[Saved data entries]
═══

// SPDX-FileCopyrightText: 2026 Murmur Contributors
// SPDX-License-Identifier: MIT OR Apache-2.0

//! The message lifecycle service: creation, reactions, discovery marking,
//! and reporting. The top-level entry point other components call into.

use std::collections::HashMap;
use std::sync::Arc;
use std::time::Duration;

use chrono::Utc;
use murmur_config::model::{LifecycleConfig, LimitsConfig};
use murmur_core::{
    GeoPoint, Message, ModerationStatus, MoodClassifier, MurmurError, Priority, ReactionKind,
    Report, ReportReason, ReportStatus, validate_content,
};
use murmur_moderation::ModerationEngine;
use murmur_mood::MoodOutcome;
use murmur_ratelimit::RateLimiter;
use murmur_storage::Database;
use murmur_storage::queries::{discoveries, emotion_log, messages, reactions, reports};
use tracing::{debug, info, warn};
use uuid::Uuid;

/// Expiry horizon bounds in hours. Caller-supplied values are clamped.
const MIN_EXPIRATION_HOURS: u32 = 1;
const MAX_EXPIRATION_HOURS: u32 = 168;

/// Rate limit action keys.
const ACTION_CREATE: &str = "create";
const ACTION_REPORT: &str = "report";

/// Parameters for [`MessageLifecycleService::create_message`].
#[derive(Debug, Clone)]
pub struct CreateMessageParams {
    pub content: String,
    pub latitude: f64,
    pub longitude: f64,
    /// The authenticated author, when known. Required for rate limiting
    /// and the emotion log; stripped from anonymous external views.
    pub author_id: Option<String>,
    pub is_anonymous: bool,
    pub is_ephemeral: bool,
    /// Expiry horizon in hours; defaults from config, clamped to [1, 168].
    pub expiration_hours: Option<u32>,
}

impl CreateMessageParams {
    /// An anonymous, ephemeral message with the default horizon.
    pub fn new(content: impl Into<String>, latitude: f64, longitude: f64) -> Self {
        Self {
            content: content.into(),
            latitude,
            longitude,
            author_id: None,
            is_anonymous: true,
            is_ephemeral: true,
            expiration_hours: None,
        }
    }
}

/// Result of a creation: the persisted message (redacted view) plus the
/// explicit mood outcome so callers and tests can see a degraded path.
#[derive(Debug, Clone)]
pub struct CreatedMessage {
    pub message: Message,
    pub mood_outcome: MoodOutcome,
}

/// Orchestrates validation, classification, persistence, and the
/// asynchronous moderation hand-off.
pub struct MessageLifecycleService {
    db: Database,
    limiter: Arc<RateLimiter>,
    mood_classifier: Option<Arc<dyn MoodClassifier>>,
    moderation: Arc<ModerationEngine>,
    limits: LimitsConfig,
    lifecycle: LifecycleConfig,
}

impl MessageLifecycleService {
    pub fn new(
        db: Database,
        limiter: Arc<RateLimiter>,
        mood_classifier: Option<Arc<dyn MoodClassifier>>,
        moderation: Arc<ModerationEngine>,
        limits: LimitsConfig,
        lifecycle: LifecycleConfig,
    ) -> Self {
        Self {
            db,
            limiter,
            mood_classifier,
            moderation,
            limits,
            lifecycle,
        }
    }

    /// Create a message.
    ///
    /// Validation and rate limiting reject synchronously before anything
    /// is persisted. Mood classification has a bounded timeout and
    /// degrades to the neutral vector; creation never fails on classifier
    /// unavailability. Moderation runs in a spawned task after the insert
    /// commits, so a fresh message returns as `pending` and becomes
    /// discoverable only once classification approves it.
    pub async fn create_message(
        &self,
        params: CreateMessageParams,
    ) -> Result<CreatedMessage, MurmurError> {
        if let Some(author_id) = &params.author_id {
            let decision = self.limiter.check(
                author_id,
                ACTION_CREATE,
                self.limits.create_limit,
                Duration::from_secs(self.limits.create_window_secs),
            );
            if !decision.allowed {
                return Err(MurmurError::RateLimited {
                    retry_after: decision.retry_after.unwrap_or_default(),
                });
            }
        }

        let content = validate_content(&params.content)?;
        let location = GeoPoint::new(params.latitude, params.longitude)?;

        let mood_outcome = self.classify_mood(&content).await;
        let mood = mood_outcome.mood();

        let now = Utc::now();
        let expires_at = params.is_ephemeral.then(|| {
            let hours = params
                .expiration_hours
                .unwrap_or(self.lifecycle.default_expiration_hours)
                .clamp(MIN_EXPIRATION_HOURS, MAX_EXPIRATION_HOURS);
            now + chrono::Duration::hours(i64::from(hours))
        });

        let message = Message {
            id: Uuid::new_v4().to_string(),
            content: content.clone(),
            location,
            mood,
            author_id: params.author_id.clone(),
            is_anonymous: params.is_anonymous,
            is_ephemeral: params.is_ephemeral,
            expires_at,
            discovered_by: Vec::new(),
            reactions: HashMap::new(),
            moderation_status: ModerationStatus::Pending,
            created_at: now,
        };

        messages::insert_message(&self.db, &message).await?;

        if let Some(author_id) = &params.author_id {
            emotion_log::append(&self.db, &Uuid::new_v4().to_string(), author_id, &mood, now)
                .await?;
        }

        // Classification happens off the create path: no caller waits on
        // it, and no lock spans the external call.
        let moderation = Arc::clone(&self.moderation);
        let message_id = message.id.clone();
        tokio::spawn(async move {
            if let Err(e) = moderation
                .moderate_message(&message_id, &content, Priority::Low)
                .await
            {
                warn!(message_id = %message_id, error = %e, "async moderation failed; message stays pending");
            }
        });

        info!(
            message_id = %message.id,
            fallback_mood = mood_outcome.is_fallback(),
            ephemeral = message.is_ephemeral,
            "message created"
        );
        Ok(CreatedMessage {
            message: message.redacted(),
            mood_outcome,
        })
    }

    /// Set `user_id`'s reaction, replacing any earlier one by the same
    /// user. Returns the updated message.
    pub async fn add_reaction(
        &self,
        message_id: &str,
        user_id: &str,
        kind: ReactionKind,
    ) -> Result<Message, MurmurError> {
        self.approved_live_message(message_id).await?;
        reactions::upsert_reaction(&self.db, message_id, user_id, kind).await?;
        debug!(message_id, user_id, kind = kind.as_str(), "reaction set");
        self.current_state(message_id).await
    }

    /// Record a discovery. Idempotent: re-marking an already-present user
    /// succeeds and returns the current state.
    pub async fn mark_discovered(
        &self,
        message_id: &str,
        user_id: &str,
    ) -> Result<Message, MurmurError> {
        self.approved_live_message(message_id).await?;
        let newly = discoveries::mark_discovered(&self.db, message_id, user_id).await?;
        if newly {
            debug!(message_id, user_id, "discovery recorded");
        }
        self.current_state(message_id).await
    }

    /// File a report and trigger re-classification of the target at high
    /// priority. A human report always escalates past the classifier's
    /// own severity assessment.
    pub async fn report_message(
        &self,
        message_id: &str,
        reporter_id: &str,
        reason: ReportReason,
        description: Option<String>,
    ) -> Result<Report, MurmurError> {
        let decision = self.limiter.check(
            reporter_id,
            ACTION_REPORT,
            self.limits.report_limit,
            Duration::from_secs(self.limits.report_window_secs),
        );
        if !decision.allowed {
            return Err(MurmurError::TooManyReports {
                retry_after: decision.retry_after.unwrap_or_default(),
            });
        }

        if messages::get_message(&self.db, message_id).await?.is_none() {
            return Err(MurmurError::NotFound(message_id.to_string()));
        }

        let now = Utc::now();
        let report = Report {
            id: Uuid::new_v4().to_string(),
            message_id: message_id.to_string(),
            reporter_id: reporter_id.to_string(),
            reason,
            description,
            status: ReportStatus::Open,
            created_at: now,
            updated_at: now,
        };
        reports::insert_report(&self.db, &report).await?;

        let moderation = Arc::clone(&self.moderation);
        let target = message_id.to_string();
        tokio::spawn(async move {
            if let Err(e) = moderation.rerun_for_report(&target).await {
                warn!(message_id = %target, error = %e, "report-triggered re-classification failed");
            }
        });

        info!(message_id, reporter_id, reason = reason.as_str(), "report filed");
        Ok(report)
    }

    /// Account-deletion cleanup: remove every message by an author.
    /// Returns the number removed.
    pub async fn delete_messages_by_author(&self, author_id: &str) -> Result<usize, MurmurError> {
        let removed = messages::delete_by_author(&self.db, author_id).await?;
        info!(author_id, removed, "author messages deleted");
        Ok(removed)
    }

    /// Classify mood with the explicit-fallback return path.
    async fn classify_mood(&self, content: &str) -> MoodOutcome {
        match &self.mood_classifier {
            None => MoodOutcome::fallback("mood classifier disabled"),
            Some(classifier) => match classifier.classify(content).await {
                Ok(mood) => MoodOutcome::Classified(mood.clamped()),
                Err(e) => {
                    warn!(error = %e, "mood classifier failed, substituting neutral vector");
                    MoodOutcome::fallback(e.to_string())
                }
            },
        }
    }

    /// Gate shared by reactions and discovery marking: the message must
    /// exist, be unexpired, and be approved.
    async fn approved_live_message(&self, message_id: &str) -> Result<Message, MurmurError> {
        let msg = messages::get_message(&self.db, message_id)
            .await?
            .ok_or_else(|| MurmurError::NotFound(message_id.to_string()))?;
        if msg.is_expired(Utc::now()) {
            return Err(MurmurError::Expired(message_id.to_string()));
        }
        if msg.moderation_status != ModerationStatus::Approved {
            return Err(MurmurError::NotApproved(message_id.to_string()));
        }
        Ok(msg)
    }

    /// Re-read and redact the message after a mutation.
    async fn current_state(&self, message_id: &str) -> Result<Message, MurmurError> {
        messages::get_message(&self.db, message_id)
            .await?
            .map(Message::redacted)
            .ok_or_else(|| MurmurError::NotFound(message_id.to_string()))
    }
}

═══

Lines from the start of the records through the one containing "const ACTION_REPORT: &str" are what should be retyped, exactly and in full, both ends included.

// SPDX-FileCopyrightText: 2026 Murmur Contributors
// SPDX-License-Identifier: MIT OR Apache-2.0

//! The message lifecycle service: creation, reactions, discovery marking,
//! and reporting. The top-level entry point other components call into.

use std::collections::HashMap;
use std::sync::Arc;
use std::time::Duration;

use chrono::Utc;
use murmur_config::model::{LifecycleConfig, LimitsConfig};
use murmur_core::{
    GeoPoint, Message, ModerationStatus, MoodClassifier, MurmurError, Priority, ReactionKind,
    Report, ReportReason, ReportStatus, validate_content,
};
use murmur_moderation::ModerationEngine;
use murmur_mood::MoodOutcome;
use murmur_ratelimit::RateLimiter;
use murmur_storage::Database;
use murmur_storage::queries::{discoveries, emotion_log, messages, reactions, reports};
use tracing::{debug, info, warn};
use uuid::Uuid;

/// Expiry horizon bounds in hours. Caller-supplied values are clamped.
const MIN_EXPIRATION_HOURS: u32 = 1;
const MAX_EXPIRATION_HOURS: u32 = 168;

/// Rate limit action keys.
const ACTION_CREATE: &str = "create";
const ACTION_REPORT: &str = "report";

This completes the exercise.